### Entries taken from a collection
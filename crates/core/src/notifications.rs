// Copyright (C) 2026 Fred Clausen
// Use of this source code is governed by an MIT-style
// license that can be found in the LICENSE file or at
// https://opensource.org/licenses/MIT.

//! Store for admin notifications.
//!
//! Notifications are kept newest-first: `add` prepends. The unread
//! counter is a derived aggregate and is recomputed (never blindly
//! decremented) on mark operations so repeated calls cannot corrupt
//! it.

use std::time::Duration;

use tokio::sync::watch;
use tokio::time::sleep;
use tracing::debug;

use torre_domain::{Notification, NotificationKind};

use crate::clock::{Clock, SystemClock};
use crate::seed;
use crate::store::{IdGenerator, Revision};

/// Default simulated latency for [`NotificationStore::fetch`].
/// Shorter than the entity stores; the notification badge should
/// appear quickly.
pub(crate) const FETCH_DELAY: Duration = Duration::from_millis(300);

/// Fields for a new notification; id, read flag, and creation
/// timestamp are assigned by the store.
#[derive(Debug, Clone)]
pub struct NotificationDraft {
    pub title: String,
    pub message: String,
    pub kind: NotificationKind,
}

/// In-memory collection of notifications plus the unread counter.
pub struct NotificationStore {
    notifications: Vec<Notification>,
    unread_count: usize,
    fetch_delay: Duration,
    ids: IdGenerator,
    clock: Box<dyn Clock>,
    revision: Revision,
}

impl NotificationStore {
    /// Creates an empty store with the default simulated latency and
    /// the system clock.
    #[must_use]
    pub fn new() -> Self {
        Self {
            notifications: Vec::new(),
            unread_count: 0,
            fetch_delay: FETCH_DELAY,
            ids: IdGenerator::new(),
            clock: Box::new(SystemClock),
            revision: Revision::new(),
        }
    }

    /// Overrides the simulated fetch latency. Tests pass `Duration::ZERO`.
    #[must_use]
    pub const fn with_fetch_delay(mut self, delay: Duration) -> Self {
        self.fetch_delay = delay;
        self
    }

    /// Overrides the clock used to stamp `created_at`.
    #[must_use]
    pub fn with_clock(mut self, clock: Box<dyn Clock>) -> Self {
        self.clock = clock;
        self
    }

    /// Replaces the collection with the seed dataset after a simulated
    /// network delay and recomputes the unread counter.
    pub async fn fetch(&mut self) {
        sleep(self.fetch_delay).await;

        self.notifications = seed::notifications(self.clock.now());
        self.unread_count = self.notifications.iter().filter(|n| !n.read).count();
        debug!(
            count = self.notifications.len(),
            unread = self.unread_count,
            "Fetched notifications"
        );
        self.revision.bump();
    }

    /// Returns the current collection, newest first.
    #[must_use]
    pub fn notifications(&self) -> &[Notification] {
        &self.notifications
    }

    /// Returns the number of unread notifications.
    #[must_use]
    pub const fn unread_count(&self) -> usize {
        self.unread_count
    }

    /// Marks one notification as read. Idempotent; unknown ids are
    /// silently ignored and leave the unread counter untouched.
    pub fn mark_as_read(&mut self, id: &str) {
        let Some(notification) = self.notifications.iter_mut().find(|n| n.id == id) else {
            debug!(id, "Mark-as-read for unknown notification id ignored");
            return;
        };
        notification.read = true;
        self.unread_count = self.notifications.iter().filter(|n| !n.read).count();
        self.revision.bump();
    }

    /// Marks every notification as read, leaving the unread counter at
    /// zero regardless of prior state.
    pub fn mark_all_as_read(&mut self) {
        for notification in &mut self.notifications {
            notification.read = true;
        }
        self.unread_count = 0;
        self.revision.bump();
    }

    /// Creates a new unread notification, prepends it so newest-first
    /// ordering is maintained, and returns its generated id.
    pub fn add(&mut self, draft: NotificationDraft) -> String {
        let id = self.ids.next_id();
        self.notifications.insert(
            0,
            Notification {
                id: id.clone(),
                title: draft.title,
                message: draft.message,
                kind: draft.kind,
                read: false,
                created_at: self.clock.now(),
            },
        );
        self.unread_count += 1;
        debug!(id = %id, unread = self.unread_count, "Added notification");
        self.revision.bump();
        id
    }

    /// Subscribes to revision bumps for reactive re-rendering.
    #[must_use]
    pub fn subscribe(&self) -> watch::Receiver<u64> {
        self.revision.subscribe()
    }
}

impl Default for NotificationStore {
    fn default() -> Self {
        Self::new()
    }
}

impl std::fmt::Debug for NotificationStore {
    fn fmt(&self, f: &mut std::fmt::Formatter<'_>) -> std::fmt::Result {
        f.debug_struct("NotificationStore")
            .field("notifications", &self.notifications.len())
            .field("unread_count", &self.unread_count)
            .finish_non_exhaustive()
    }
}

### Exercise requirements
Work out the count of lines in the data above containing the string "prepends". Give it alone.

### Solution
2